La conversion de Constantin au christianisme a eu un effet considérable. Comme son père, il avait été à l’origine un votaire du Soleil; vénérant au Grand Temple du Soleil dans les Vosges en Gaule, il avait eu sa première vision, bien que païenne. Au cours de sa campagne contre Maxence, il avait eu une deuxième vision — une croix éclairée dans le ciel — après quoi il avait peint sur les boucliers de ses hommes une figure qui était peut-être le monogramme du Christ (bien qu’il ait probablement confondu le Christ avec le Soleil dans sa manifestation sous le nom de summa divinitas). Après sa victoire, il s’est déclaré chrétien. Sa conversion reste quelque peu mystérieuse et ses contemporains — Lactance et Eusèbe de Césarée – ne sont guère éclairants et même assez contradictoires sur le sujet. Mais c’était sans doute une conversion sincère, car Constantin avait une tournure religieuse. Il était également progressiste et grandement influencé par les évêques compétents qui l’entouraient dès le début.
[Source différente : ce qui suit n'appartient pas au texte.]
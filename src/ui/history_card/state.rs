use crate::ui::mvi::UiState;

/// Visibility of the "show fewer" confirmation dialog.
#[derive(Debug, Clone, Copy, PartialEq, Eq, Default)]
pub enum DialogState {
    #[default]
    Hidden,
    Shown,
}

impl UiState for DialogState {}

impl DialogState {
    pub fn is_visible(&self) -> bool {
        matches!(self, Self::Shown)
    }
}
Jusqu’en 320-322 les symboles solaires sont apparus sur les monuments et les pièces de monnaie de Constantin, et il n’a jamais été un grand théologien. Pourtant, sa politique favorable envers les chrétiens ne faiblit jamais. Le christianisme était encore une religion minoritaire dans l’empire, surtout en Occident et dans les campagnes (et par conséquent au sein de sa propre armée), excluant ainsi la possibilité de tout calcul politique de sa part. Mais elle a été accueillie avec enthousiasme en Orient, et grâce à Constantin, la nouvelle religion a triomphé plus rapidement; son soutien officiel a conduit à la conversion de nombreux païens, bien qu’avec une sincérité douteuse parce qu’ils étaient indifférents dans leur conviction morale.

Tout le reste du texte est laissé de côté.